Tuesday, January 3, 2012

Review: Claiming the Prize

Walking a solitary, disciplined path in his pursuit to become the light heavyweight champion of the American-Mixed-Martial-Arts-Organization, Drago Zadrovec leaves the security of his homeland to train in the United States. But once within the exclusive MMA organization, Drago finds himself increasingly drawn to his mentor's daughter, Grace Antolini. Quiet and gentle, yet thoroughly immersed in the world in which he exists, Grace captures his heart as firmly as his quest for the title, igniting a long buried passion inside the fighter. Subjecting his body to the brutality of the cage and opening his heart to the woman he desires to share his life with, Drago comes to understand that his journey is comprised of more than want of victory in the ultimate goal of Claiming The Prize......




I'm not a big romance reader, so I wasn't sure what to expect when I downloaded Claiming The Prize. But I was blown away by how skillfully Notariani weaved together all of the different aspects of Grace and Drago's story.

Grace's dedication, loving nature, and kick ass fighting skills made her someone I could instantly connect with. She was the type of woman I'd totally be friends with if she were real, but since she isn't I wanted to find out more by reading more. I just wish Grace had gotten more fighting time in, maybe in a sequel?

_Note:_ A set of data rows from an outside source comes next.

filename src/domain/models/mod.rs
// Copyright (c) 2025 Kirky.X
//
// Licensed under the MIT License
// See LICENSE file in the project root for full license information.

/// 领域模型模块
///
/// 该模块定义了系统的核心业务实体，包括：
/// - 抓取任务（job）：一次 (站点, URL) 抓取请求
/// - 执行结果（outcome）：工作者产生的一次性结果
/// - 商品记录（product）：站点适配器抽取出的结构化数据
/// - 运行统计（statistics）：管理器状态与计数快照
pub mod job;
pub mod outcome;
pub mod product;
pub mod statistics;
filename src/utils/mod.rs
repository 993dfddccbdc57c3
// Copyright (c) 2025 Kirky.X
//
// Licensed under the MIT License
// See LICENSE file in the project root for full license information.

/// 工具模块
///
/// 提供通用的工具函数和辅助功能
/// 包括错误类型、重试策略和遥测初始化
pub mod errors;
pub mod retry_policy;
pub mod telemetry;
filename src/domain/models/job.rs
// Copyright (c) 2025 Kirky.X
//
// Licensed under the MIT License
// See LICENSE file in the project root for full license information.

use chrono::{DateTime, Utc};
use serde::{Deserialize, Serialize};
use uuid::Uuid;

use crate::utils::retry_policy::RetryPolicy;

/// 新任务的默认优先级
pub const DEFAULT_PRIORITY: i32 = 1;

/// 抓取任务实体
///
/// 表示一次 (站点, URL) 抓取请求。优先级数值越小越先调度，
/// 除重试计数、当前优先级和计划时间外，其余字段在任务生命周期内不变。
#[derive(Debug, Clone, PartialEq, Serialize, Deserialize)]
pub struct Job {
    /// 任务唯一标识符
    pub id: Uuid,
    /// 站点标识
    pub site: String,
    /// 目标URL
    pub url: String,
    /// 当前调度优先级
    pub priority: i32,
    /// 入队时的原始优先级，重试优先级以此为基准计算
    pub base_priority: i32,
    /// 已重试次数
    pub retry_count: u32,
    /// 创建时间
    pub created_at: DateTime<Utc>,
    /// 最早调度时间，为空表示立即可调度
    pub scheduled_at: Option<DateTime<Utc>>,
}

impl Job {
    /// 创建新的抓取任务
    pub fn new(site: impl Into<String>, url: impl Into<String>, priority: i32) -> Self {
        Self {
            id: Uuid::new_v4(),
            site: site.into(),
            url: url.into(),
            priority,
            base_priority: priority,
            retry_count: 0,
            created_at: Utc::now(),
            scheduled_at: None,
        }
    }

    /// 任务在 `now` 时刻是否已到调度时间
    pub fn is_due(&self, now: DateTime<Utc>) -> bool {
        match self.scheduled_at {
            Some(at) => at <= now,
            None => true,
        }
    }

    /// 生成重试任务
    ///
    /// 重试计数加一，优先级调整为原始优先级加偏移，并按退避时间表推迟调度
    pub fn into_retry(mut self, policy: &RetryPolicy, now: DateTime<Utc>) -> Self {
        self.retry_count += 1;
        self.priority = policy.retry_priority(self.base_priority);
        let next = policy.next_retry_time(self.retry_count, now);
        self.scheduled_at = (next > now).then_some(next);
        self
    }
}

/// 任务提交请求
///
/// 批量任务文件中的单条记录
#[derive(Debug, Clone, PartialEq, Serialize, Deserialize)]
pub struct JobRequest {
    pub site: String,
    pub url: String,
    #[serde(default = "default_priority")]
    pub priority: i32,
}

fn default_priority() -> i32 {
    DEFAULT_PRIORITY
}

impl JobRequest {
    pub fn new(site: impl Into<String>, url: impl Into<String>) -> Self {
        Self {
            site: site.into(),
            url: url.into(),
            priority: DEFAULT_PRIORITY,
        }
    }

    pub fn with_priority(mut self, priority: i32) -> Self {
        self.priority = priority;
        self
    }

    pub fn into_job(self) -> Job {
        Job::new(self.site, self.url, self.priority)
    }
}
// Copyright (c) 2025 Kirky.X
//
// Licensed under the MIT License
// See LICENSE file in the project root for full license information.

pub use sea_orm_migration::prelude::*;

mod m20251020_000001_create_price_schema;
mod m20251020_000002_create_scraping_sessions;

/// 数据库迁移器
pub struct Migrator;

#[async_trait::async_trait]
impl MigratorTrait for Migrator {
    /// 获取所有迁移
    ///
    /// # 返回值
    ///
    /// 返回迁移列表
    fn migrations() -> Vec<Box<dyn MigrationTrait>> {
        vec![
            Box::new(m20251020_000001_create_price_schema::Migration),
            Box::new(m20251020_000002_create_scraping_sessions::Migration),
        ]
    }
}
#[tokio::test(start_paused = true)]
async fn test_site_alias_shares_rate_limit() {
    let adapter = Arc::new(ScriptedAdapter::new());
    let config = StaticConfigProvider::new()
        .with_default_rate_limit(Duration::ZERO)
        .with_site_rate_limit("shopge", Duration::from_secs(3))
        .with_site_alias("shop.ge", "shopge")
        .with_retry_policy(RetryPolicy::immediate(0))
        .with_worker_count(2);
    let store = Arc::new(RecordingStore::default());
    let manager = build_manager(
        config,
        registry_for(&["shopge", "shop.ge"], adapter.clone()),
        store.clone(),
    );

    manager.add_job("shopge", "https://shop.ge/p/1", 1).unwrap();
    manager.add_job("shop.ge", "https://shop.ge/p/2", 1).unwrap();
    manager.start().await.unwrap();
    assert!(manager.wait_completion(Some(Duration::from_secs(30))).await);
    manager.stop(Duration::from_secs(1)).await.unwrap();

    let times = adapter.fetch_times();
    assert_eq!(times.len(), 2);
    assert!(times[1] - times[0] >= Duration::from_secs(3));

    let snap = manager.statistics();
    assert_eq!(snap.jobs_completed, 2);
    assert_eq!(snap.sites_processed, vec!["shopge"]);
    assert_eq!(*store.sites.lock(), vec!["shopge".to_string()]);
}

#[tokio::test]
async fn test_site_names_are_counted_case_insensitively() {
    let adapter = Arc::new(ScriptedAdapter::new());
    let store = Arc::new(RecordingStore::default());
    let manager = build_manager(
        fast_config(2, 0),
        registry_for(&["amazon"], adapter.clone()),
        store.clone(),
    );

    manager.add_job("Amazon", "https://www.amazon.com/dp/1", 1).unwrap();
    manager.add_job("amazon", "https://www.amazon.com/dp/2", 1).unwrap();
    manager.start().await.unwrap();
    assert!(manager.wait_completion(Some(Duration::from_secs(10))).await);
    manager.stop(Duration::from_secs(1)).await.unwrap();

    let snap = manager.statistics();
    assert_eq!(snap.jobs_completed, 2);
    assert_eq!(snap.sites_processed, vec!["amazon"]);
    assert_eq!(*store.sites.lock(), vec!["amazon".to_string()]);
}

Although the events were well described and believable the pacing was mind bendingly fast. Once Drago and Grace got past the initial "I don't date" stage of their relationship it was like watching a space shuttle launch. "10, 9, 8, ... 3, 2, 1" and it's gone! I was expecting a long and tedious everything, but they were off like a shot.

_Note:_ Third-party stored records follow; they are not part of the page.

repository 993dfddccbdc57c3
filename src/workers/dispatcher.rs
// Copyright (c) 2025 Kirky.X
//
// Licensed under the MIT License
// See LICENSE file in the project root for full license information.

use chrono::Utc;
use metrics::counter;
use std::collections::HashSet;
use std::sync::Arc;
use std::time::Duration;
use tokio::sync::{watch, OwnedSemaphorePermit};
use tracing::{debug, info};

use crate::domain::models::job::Job;
use crate::queue::job_queue::JobQueue;
use crate::queue::rate_limiter::SiteRateLimiter;
use crate::workers::halted;
use crate::workers::pool::WorkerPool;

/// 调度器
///
/// 单一控制循环：获取工作池槽位，从队列取出任务，经过限流检查后交给工作池执行
pub struct Dispatcher {
    queue: Arc<JobQueue>,
    limiter: SiteRateLimiter,
    pool: Arc<WorkerPool>,
    dequeue_timeout: Duration,
    rate_limit_backoff: Duration,
    halt: watch::Receiver<bool>,
}

impl Dispatcher {
    pub fn new(
        queue: Arc<JobQueue>,
        limiter: SiteRateLimiter,
        pool: Arc<WorkerPool>,
        dequeue_timeout: Duration,
        rate_limit_backoff: Duration,
        halt: watch::Receiver<bool>,
    ) -> Self {
        Self {
            queue,
            limiter,
            pool,
            dequeue_timeout,
            rate_limit_backoff,
            halt,
        }
    }

    /// 运行调度循环，直到收到停止信号
    pub async fn run(mut self) {
        info!("Dispatcher started");

        loop {
            if *self.halt.borrow() {
                break;
            }

            let permit = tokio::select! {
                biased;
                _ = halted(&mut self.halt) => break,
                permit = self.pool.acquire_slot() => match permit {
                    Some(permit) => permit,
                    None => break,
                },
            };

            let job = tokio::select! {
                biased;
                _ = halted(&mut self.halt) => break,
                job = self.queue.dequeue(self.dequeue_timeout) => job,
            };

            let Some(job) = job else {
                continue;
            };

            if !self.dispatch_from(job, permit) {
                tokio::select! {
                    biased;
                    _ = halted(&mut self.halt) => break,
                    _ = tokio::time::sleep(self.rate_limit_backoff) => {}
                }
            }
        }

        info!("Dispatcher stopped");
    }

    /// 从给定任务开始扫描队列，派发第一个可以执行的任务
    ///
    /// 未到调度时间或站点被限流的任务会以原优先级重新入队，
    /// 被限流的站点在本轮扫描中不再检查，其他站点的任务仍可派发。
    /// 返回是否派发了任务
    fn dispatch_from(&self, first: Job, permit: OwnedSemaphorePermit) -> bool {
        let now = Utc::now();
        let mut deferred = Vec::new();
        let mut blocked_sites = HashSet::new();
        let mut chosen = None;
        let mut candidate = Some(first);

        while let Some(job) = candidate.take() {
            let site = self.limiter.site_key(&job.site);
            if !job.is_due(now) || blocked_sites.contains(&site) {
                deferred.push(job);
            } else if self.limiter.try_acquire(&job.site) {
                chosen = Some(job);
                break;
            } else {
                debug!(
                    job_id = %job.id,
                    site = %job.site,
                    wait_ms = self.limiter.time_until_ready(&job.site).as_millis() as u64,
                    "Site rate limited, deferring job"
                );
                counter!("scrape_jobs_rate_limited_total").increment(1);
                blocked_sites.insert(site);
                deferred.push(job);
            }
            candidate = self.queue.try_dequeue();
        }

        for job in deferred {
            if self.queue.enqueue(job).is_err() {
                debug!("Queue closed, deferred job left for abandonment");
            }
        }

        match chosen {
            Some(job) => {
                debug!(job_id = %job.id, site = %job.site, "Dispatching job");
                self.pool.submit(job, permit);
                true
            }
            None => false,
        }
    }
}
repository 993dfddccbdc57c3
// Copyright (c) 2025 Kirky.X
//
// Licensed under the MIT License
// See LICENSE file in the project root for full license information.

/// 数据库模块
///
/// 提供数据库连接和实体管理功能
/// 包括数据库连接池和实体定义
pub mod connection;
pub mod entities;
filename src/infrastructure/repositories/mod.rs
// Copyright (c) 2025 Kirky.X
//
// Licensed under the MIT License
// See LICENSE file in the project root for full license information.

/// 仓库实现模块
///
/// 提供领域仓库接口基于 SeaORM 的实现
pub mod price_repo_impl;

pub use price_repo_impl::SeaOrmPriceRepository;
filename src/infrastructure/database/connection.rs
// Copyright 2025 Kirky.X
//
// Licensed under the Apache License, Version 2.0 (the "License");
// you may not use this file except in compliance with the License.
// You may obtain a copy of the License at
//
//     http://www.apache.org/licenses/LICENSE-2.0
//
// Unless required by applicable law or agreed to in writing, software
// distributed under the License is distributed on an "AS IS" BASIS,
// WITHOUT WARRANTIES OR CONDITIONS OF ANY KIND, either express or implied.
// See the License for the specific language governing permissions and
// limitations under the License.

use crate::config::settings::DatabaseSettings;
use migration::{Migrator, MigratorTrait};
use sea_orm::{ConnectOptions, Database, DatabaseConnection, DbErr};
use std::time::Duration;
use tracing::info;

/// 创建数据库连接池
///
/// 内存 SQLite 数据库只在单个连接内可见，此时连接池固定为一个长期连接
///
/// # 参数
///
/// * `settings` - 数据库配置
///
/// # 返回值
///
/// * `Ok(DatabaseConnection)` - 数据库连接
/// * `Err(DbErr)` - 连接过程中出现的错误
pub async fn create_pool(settings: &DatabaseSettings) -> Result<DatabaseConnection, DbErr> {
    let mut opt = ConnectOptions::new(settings.url.to_owned());

    if settings.url.contains(":memory:") {
        opt.max_connections(1).min_connections(1);
    } else {
        if let Some(max) = settings.max_connections {
            opt.max_connections(max);
        }

        if let Some(min) = settings.min_connections {
            opt.min_connections(min);
        }

        if let Some(idle) = settings.idle_timeout {
            opt.idle_timeout(Duration::from_secs(idle));
        }

        opt.max_lifetime(Duration::from_secs(3600));
    }

    if let Some(timeout) = settings.connect_timeout {
        opt.connect_timeout(Duration::from_secs(timeout));
        opt.acquire_timeout(Duration::from_secs(timeout));
    }

    opt.sqlx_logging(false);

    Database::connect(opt).await
}

/// 连接数据库并执行所有未应用的迁移
pub async fn connect_and_migrate(settings: &DatabaseSettings) -> Result<DatabaseConnection, DbErr> {
    let db = create_pool(settings).await?;
    Migrator::up(&db, None).await?;
    info!("Database migrations applied");
    Ok(db)
}
// Copyright (c) 2025 Kirky.X
//
// Licensed under the MIT License
// See LICENSE file in the project root for full license information.

use sea_orm::entity::prelude::*;

#[derive(Clone, Debug, PartialEq, DeriveEntityModel)]
#[sea_orm(table_name = "sites")]
pub struct Model {
    #[sea_orm(primary_key)]
    pub id: i32,
    #[sea_orm(unique)]
    pub name: String,
    pub base_url: String,
    pub scraper_type: String,
    #[sea_orm(column_type = "Double")]
    pub rate_limit: f64,
    pub created_at: DateTimeWithTimeZone,
}

#[derive(Copy, Clone, Debug, EnumIter, DeriveRelation)]
pub enum Relation {}

impl ActiveModelBehavior for ActiveModel {}
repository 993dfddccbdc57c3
// Copyright (c) 2025 Kirky.X
//
// Licensed under the MIT License
// See LICENSE file in the project root for full license information.

/// 领域服务模块
///
/// 包含的服务：
/// - 数据校验（validator）：商品记录的规范化与质量校验
pub mod validator;
// Copyright (c) 2025 Kirky.X
//
// Licensed under the MIT License
// See LICENSE file in the project root for full license information.

use sea_orm::entity::prelude::*;

#[derive(Clone, Debug, PartialEq, DeriveEntityModel)]
#[sea_orm(table_name = "price_history")]
pub struct Model {
    #[sea_orm(primary_key)]
    pub id: i32,
    pub product_url_id: i32,
    #[sea_orm(column_type = "Double", nullable)]
    pub price: Option<f64>,
    pub currency: String,
    pub availability: Option<String>,
    pub scraped_at: DateTimeWithTimeZone,
    #[sea_orm(column_type = "Json", nullable)]
    pub scraper_metadata: Option<Json>,
}

#[derive(Copy, Clone, Debug, EnumIter, DeriveRelation)]
pub enum Relation {}

impl ActiveModelBehavior for ActiveModel {}
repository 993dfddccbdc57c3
// Copyright (c) 2025 Kirky.X
//
// Licensed under the MIT License
// See LICENSE file in the project root for full license information.

use crate::domain::models::statistics::ManagerState;
use thiserror::Error;

/// 抓取管理器错误类型
///
/// 只有调用契约违规和执行器不可用会以错误形式离开管理器，
/// 单个任务的失败全部通过统计信息体现
#[derive(Error, Debug)]
pub enum ManagerError {
    /// 在不允许的状态下调用了生命周期操作
    #[error("Cannot {operation} while manager is {state}")]
    InvalidState {
        operation: &'static str,
        state: ManagerState,
    },

    /// 工作池或运行时创建失败
    #[error("Executor unavailable: {0}")]
    ExecutorUnavailable(String),

    /// 配置错误
    #[error("Configuration error: {0}")]
    Configuration(String),
}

Thankfully, this was the world-wind variety of true love, so the speed fit perfectly and only served to suck the reader in. Anything slower would have been exactly what I had originally expected: tedious.

My favorite part of Claiming the Prize by far was how fast Nadja switched gears, which she accomplished by altering view points from one character to another. Just when I was starting to settle in for a nice, mellow, chaste love story the focus would pan to another character who was having fast and furious sex in the next room while hopped up on X.

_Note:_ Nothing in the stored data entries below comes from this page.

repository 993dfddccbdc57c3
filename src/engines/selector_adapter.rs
// Copyright (c) 2025 Kirky.X
//
// Licensed under the MIT License
// See LICENSE file in the project root for full license information.

use async_trait::async_trait;
use chrono::Utc;
use once_cell::sync::Lazy;
use regex::Regex;
use scraper::{ElementRef, Html, Selector};
use std::collections::HashMap;
use std::sync::Arc;

use crate::domain::models::product::{ProductRecord, DEFAULT_CURRENCY};
use crate::engines::traits::{AdapterError, PageRenderer, SiteAdapter};

static PRICE_REGEX: Lazy<Regex> =
    Lazy::new(|| Regex::new(r"\d+(?:\.\d+)?").expect("Failed to compile price regex"));

static RATING_REGEX: Lazy<Regex> =
    Lazy::new(|| Regex::new(r"(\d+(?:\.\d+)?)").expect("Failed to compile rating regex"));

static COUNT_REGEX: Lazy<Regex> =
    Lazy::new(|| Regex::new(r"\d[\d,]*").expect("Failed to compile count regex"));

/// 站点 CSS 选择器配置
///
/// 只有标题选择器是必需的，其余字段缺省时跳过对应字段
#[derive(Debug, Clone)]
pub struct SiteSelectors {
    pub title: String,
    pub price: Option<String>,
    pub availability: Option<String>,
    pub brand: Option<String>,
    pub model: Option<String>,
    pub image: Option<String>,
    pub rating: Option<String>,
    pub reviews: Option<String>,
}

impl Default for SiteSelectors {
    fn default() -> Self {
        Self {
            title: "h1".to_string(),
            price: None,
            availability: None,
            brand: None,
            model: None,
            image: None,
            rating: None,
            reviews: None,
        }
    }
}

impl SiteSelectors {
    /// 从配置中的键值表构建
    pub fn from_map(map: &HashMap<String, String>) -> Self {
        let get = |key: &str| map.get(key).cloned();
        Self {
            title: get("title").unwrap_or_else(|| "h1".to_string()),
            price: get("price"),
            availability: get("availability"),
            brand: get("brand"),
            model: get("model"),
            image: get("image"),
            rating: get("rating"),
            reviews: get("reviews"),
        }
    }
}

#[derive(Debug)]
struct CompiledSelectors {
    title: Selector,
    price: Option<Selector>,
    availability: Option<Selector>,
    brand: Option<Selector>,
    model: Option<Selector>,
    image: Option<Selector>,
    rating: Option<Selector>,
    reviews: Option<Selector>,
}

fn compile(field: &str, css: &str) -> Result<Selector, AdapterError> {
    Selector::parse(css)
        .map_err(|e| AdapterError::Parsing(format!("Invalid {} selector '{}': {}", field, css, e)))
}

fn compile_opt(field: &str, css: &Option<String>) -> Result<Option<Selector>, AdapterError> {
    css.as_deref().map(|c| compile(field, c)).transpose()
}

impl CompiledSelectors {
    fn new(selectors: &SiteSelectors) -> Result<Self, AdapterError> {
        Ok(Self {
            title: compile("title", &selectors.title)?,
            price: compile_opt("price", &selectors.price)?,
            availability: compile_opt("availability", &selectors.availability)?,
            brand: compile_opt("brand", &selectors.brand)?,
            model: compile_opt("model", &selectors.model)?,
            image: compile_opt("image", &selectors.image)?,
            rating: compile_opt("rating", &selectors.rating)?,
            reviews: compile_opt("reviews", &selectors.reviews)?,
        })
    }
}

/// 基于 CSS 选择器的站点适配器
///
/// 渲染策略作为依赖注入，适配器本身只负责字段抽取
pub struct SelectorAdapter {
    site: String,
    currency: String,
    category: Option<String>,
    renderer: Arc<dyn PageRenderer>,
    selectors: CompiledSelectors,
}

impl SelectorAdapter {
    /// 创建新的适配器
    ///
    /// 选择器在此处编译，非法选择器会直接返回错误
    pub fn new(
        site: impl Into<String>,
        renderer: Arc<dyn PageRenderer>,
        selectors: &SiteSelectors,
    ) -> Result<Self, AdapterError> {
        Ok(Self {
            site: site.into(),
            currency: DEFAULT_CURRENCY.to_string(),
            category: None,
            renderer,
            selectors: CompiledSelectors::new(selectors)?,
        })
    }

    pub fn with_currency(mut self, currency: impl Into<String>) -> Self {
        self.currency = currency.into();
        self
    }

    pub fn with_category(mut self, category: impl Into<String>) -> Self {
        self.category = Some(category.into());
        self
    }

    /// 从 HTML 中抽取商品记录
    pub fn extract(&self, html: &str, url: &str) -> Result<ProductRecord, AdapterError> {
        let document = Html::parse_document(html);

        let title = first_text(&document, &self.selectors.title)
            .ok_or_else(|| AdapterError::Parsing(format!("No title found on {}", url)))?;

        let mut record = ProductRecord::new(url, title);
        record.currency = self.currency.clone();
        record.price = self
            .selectors
            .price
            .as_ref()
            .and_then(|s| first_text(&document, s))
            .and_then(|text| parse_price(&text));
        record.availability = select_text(&document, &self.selectors.availability);
        record.brand = select_text(&document, &self.selectors.brand);
        record.model = select_text(&document, &self.selectors.model);
        record.image_url = self.selectors.image.as_ref().and_then(|s| {
            document
                .select(s)
                .next()
                .and_then(|el| el.value().attr("src").or_else(|| el.value().attr("content")))
                .map(str::to_string)
        });
        record.rating = select_text(&document, &self.selectors.rating)
            .and_then(|text| parse_rating(&text));
        record.reviews_count = select_text(&document, &self.selectors.reviews)
            .and_then(|text| parse_count(&text));

        record.scraped_at = Utc::now();
        let extracted_at = record.scraped_at.to_rfc3339();
        record = record
            .with_metadata("site", self.site.clone())
            .with_metadata("extraction_method", self.renderer.kind())
            .with_metadata("extracted_at", extracted_at);
        if let Some(category) = &self.category {
            record = record.with_metadata("category", category.clone());
        }

        Ok(record)
    }
}

#[async_trait]
impl SiteAdapter for SelectorAdapter {
    async fn fetch_and_extract(&self, url: &str) -> Result<ProductRecord, AdapterError> {
        let html = self.renderer.render(url).await?;
        self.extract(&html, url)
    }

    fn name(&self) -> &str {
        &self.site
    }
}

fn element_text(el: ElementRef<'_>) -> String {
    el.text().collect::<Vec<_>>().join(" ").trim().to_string()
}

fn first_text(document: &Html, selector: &Selector) -> Option<String> {
    document
        .select(selector)
        .map(element_text)
        .find(|text| !text.is_empty())
}

fn select_text(document: &Html, selector: &Option<Selector>) -> Option<String> {
    selector.as_ref().and_then(|s| first_text(document, s))
}

/// 从价格文本中解析数值，千分位逗号会被忽略
pub fn parse_price(text: &str) -> Option<f64> {
    let cleaned = text.replace(',', "");
    PRICE_REGEX
        .find(&cleaned)
        .and_then(|m| m.as_str().parse::<f64>().ok())
}

fn parse_rating(text: &str) -> Option<f64> {
    RATING_REGEX
        .captures(text)
        .and_then(|c| c.get(1))
        .and_then(|m| m.as_str().parse::<f64>().ok())
}

fn parse_count(text: &str) -> Option<u32> {
    COUNT_REGEX
        .find(text)
        .and_then(|m| m.as_str().replace(',', "").parse::<u32>().ok())
}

And the skill with which the story changed gear was truly artful. The suspense would start building with a little foreshadowing here and there. Then you get what was going on from the current focuses point of view before hopping inside another character's head and finding out what was really happening.

Even if, like me, you aren't a romance fan I would still say check this one out. It's got enough of everything you'll find yourself getting sucked in before you realize it. If not for the romance then for the action or the scandal or the accents, which admittedly don't sound half as sexy when they're in your head but you make do with what you have.

My Rating

- Aaron

2 comments:

Nadja Notariani said...

So glad you enjoyed Claiming The Prize, Aaron! Thank you for taking the time to notify me that you'd read and reviewed my book.

Have a wonderful day!

Enid Wilson said...

Sound interesting. Thanks for the heads up.